GIVEN RECORDS ::

★ ★ ★ ★

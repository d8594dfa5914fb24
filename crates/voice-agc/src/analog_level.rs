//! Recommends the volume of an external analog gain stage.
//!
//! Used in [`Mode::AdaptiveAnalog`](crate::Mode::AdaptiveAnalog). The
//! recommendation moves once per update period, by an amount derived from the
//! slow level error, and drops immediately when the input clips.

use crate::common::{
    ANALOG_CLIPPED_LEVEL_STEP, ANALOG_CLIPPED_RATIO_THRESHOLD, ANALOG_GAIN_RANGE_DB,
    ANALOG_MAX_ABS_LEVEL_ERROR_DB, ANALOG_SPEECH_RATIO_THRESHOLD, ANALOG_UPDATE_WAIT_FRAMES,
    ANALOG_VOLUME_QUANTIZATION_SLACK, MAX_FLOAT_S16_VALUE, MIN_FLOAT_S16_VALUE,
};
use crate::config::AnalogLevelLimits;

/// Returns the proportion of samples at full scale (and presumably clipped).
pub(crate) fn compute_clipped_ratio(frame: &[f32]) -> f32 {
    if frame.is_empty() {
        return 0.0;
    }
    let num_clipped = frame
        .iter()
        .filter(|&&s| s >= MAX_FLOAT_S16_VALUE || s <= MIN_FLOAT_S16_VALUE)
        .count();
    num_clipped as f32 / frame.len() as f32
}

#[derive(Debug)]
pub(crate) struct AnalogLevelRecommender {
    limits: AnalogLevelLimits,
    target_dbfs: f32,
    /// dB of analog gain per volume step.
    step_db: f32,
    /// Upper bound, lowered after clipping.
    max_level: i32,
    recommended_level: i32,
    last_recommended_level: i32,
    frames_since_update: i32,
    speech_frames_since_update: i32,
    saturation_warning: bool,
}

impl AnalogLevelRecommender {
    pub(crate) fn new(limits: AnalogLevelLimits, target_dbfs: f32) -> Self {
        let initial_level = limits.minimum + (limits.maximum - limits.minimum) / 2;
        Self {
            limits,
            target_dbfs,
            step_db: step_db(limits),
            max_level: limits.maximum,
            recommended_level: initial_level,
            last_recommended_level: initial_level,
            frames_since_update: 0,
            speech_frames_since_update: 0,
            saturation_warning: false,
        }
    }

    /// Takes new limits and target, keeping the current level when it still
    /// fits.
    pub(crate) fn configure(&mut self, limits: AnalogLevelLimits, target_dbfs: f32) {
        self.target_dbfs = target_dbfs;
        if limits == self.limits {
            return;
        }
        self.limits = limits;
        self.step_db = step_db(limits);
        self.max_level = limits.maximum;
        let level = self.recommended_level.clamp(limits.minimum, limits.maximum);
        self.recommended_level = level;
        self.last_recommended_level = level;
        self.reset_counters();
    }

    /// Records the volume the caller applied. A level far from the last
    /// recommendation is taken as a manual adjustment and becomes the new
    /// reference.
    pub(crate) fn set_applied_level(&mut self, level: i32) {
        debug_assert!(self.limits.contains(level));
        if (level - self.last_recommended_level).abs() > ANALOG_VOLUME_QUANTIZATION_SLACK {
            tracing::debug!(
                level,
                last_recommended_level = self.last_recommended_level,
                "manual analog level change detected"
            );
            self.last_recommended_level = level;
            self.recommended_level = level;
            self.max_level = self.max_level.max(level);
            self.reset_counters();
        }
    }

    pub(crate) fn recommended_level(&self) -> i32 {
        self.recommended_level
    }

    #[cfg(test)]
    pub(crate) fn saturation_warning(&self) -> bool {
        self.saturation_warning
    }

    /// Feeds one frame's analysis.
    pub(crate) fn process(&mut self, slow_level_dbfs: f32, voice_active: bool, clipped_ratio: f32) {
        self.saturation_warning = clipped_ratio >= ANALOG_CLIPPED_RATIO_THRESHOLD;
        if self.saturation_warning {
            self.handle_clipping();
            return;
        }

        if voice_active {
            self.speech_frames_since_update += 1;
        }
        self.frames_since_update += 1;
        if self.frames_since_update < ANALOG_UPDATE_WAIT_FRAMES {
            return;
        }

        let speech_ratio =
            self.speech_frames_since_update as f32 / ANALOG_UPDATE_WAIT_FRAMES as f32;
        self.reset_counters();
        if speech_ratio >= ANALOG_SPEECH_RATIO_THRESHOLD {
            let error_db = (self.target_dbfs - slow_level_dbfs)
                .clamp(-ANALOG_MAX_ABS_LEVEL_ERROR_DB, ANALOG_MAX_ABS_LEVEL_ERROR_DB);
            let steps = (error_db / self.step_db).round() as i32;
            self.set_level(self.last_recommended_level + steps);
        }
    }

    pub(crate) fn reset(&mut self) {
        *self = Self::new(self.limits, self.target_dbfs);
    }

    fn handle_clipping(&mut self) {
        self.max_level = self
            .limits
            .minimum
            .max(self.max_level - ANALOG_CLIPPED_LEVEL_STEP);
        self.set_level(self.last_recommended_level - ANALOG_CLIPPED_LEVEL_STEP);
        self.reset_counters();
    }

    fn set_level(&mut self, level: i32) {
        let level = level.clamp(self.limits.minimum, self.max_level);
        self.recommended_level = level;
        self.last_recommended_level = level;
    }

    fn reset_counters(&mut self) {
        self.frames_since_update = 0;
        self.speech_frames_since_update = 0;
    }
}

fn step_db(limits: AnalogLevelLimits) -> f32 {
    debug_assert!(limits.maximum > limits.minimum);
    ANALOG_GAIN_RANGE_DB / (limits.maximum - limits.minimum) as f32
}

★ ★ ★ ★

WHAT YOU WILL DO :: Repeat, exactly and only, the lines from the beginning of the material through the line that contains "use crate::config::AnalogLevelLimits;".

SOLUTION TO THIS EXERCISE ::
repository d8594dfa5914fb24
filename crates/voice-agc/src/analog_level.rs
//! Recommends the volume of an external analog gain stage.
//!
//! Used in [`Mode::AdaptiveAnalog`](crate::Mode::AdaptiveAnalog). The
//! recommendation moves once per update period, by an amount derived from the
//! slow level error, and drops immediately when the input clips.

use crate::common::{
    ANALOG_CLIPPED_LEVEL_STEP, ANALOG_CLIPPED_RATIO_THRESHOLD, ANALOG_GAIN_RANGE_DB,
    ANALOG_MAX_ABS_LEVEL_ERROR_DB, ANALOG_SPEECH_RATIO_THRESHOLD, ANALOG_UPDATE_WAIT_FRAMES,
    ANALOG_VOLUME_QUANTIZATION_SLACK, MAX_FLOAT_S16_VALUE, MIN_FLOAT_S16_VALUE,
};
use crate::config::AnalogLevelLimits;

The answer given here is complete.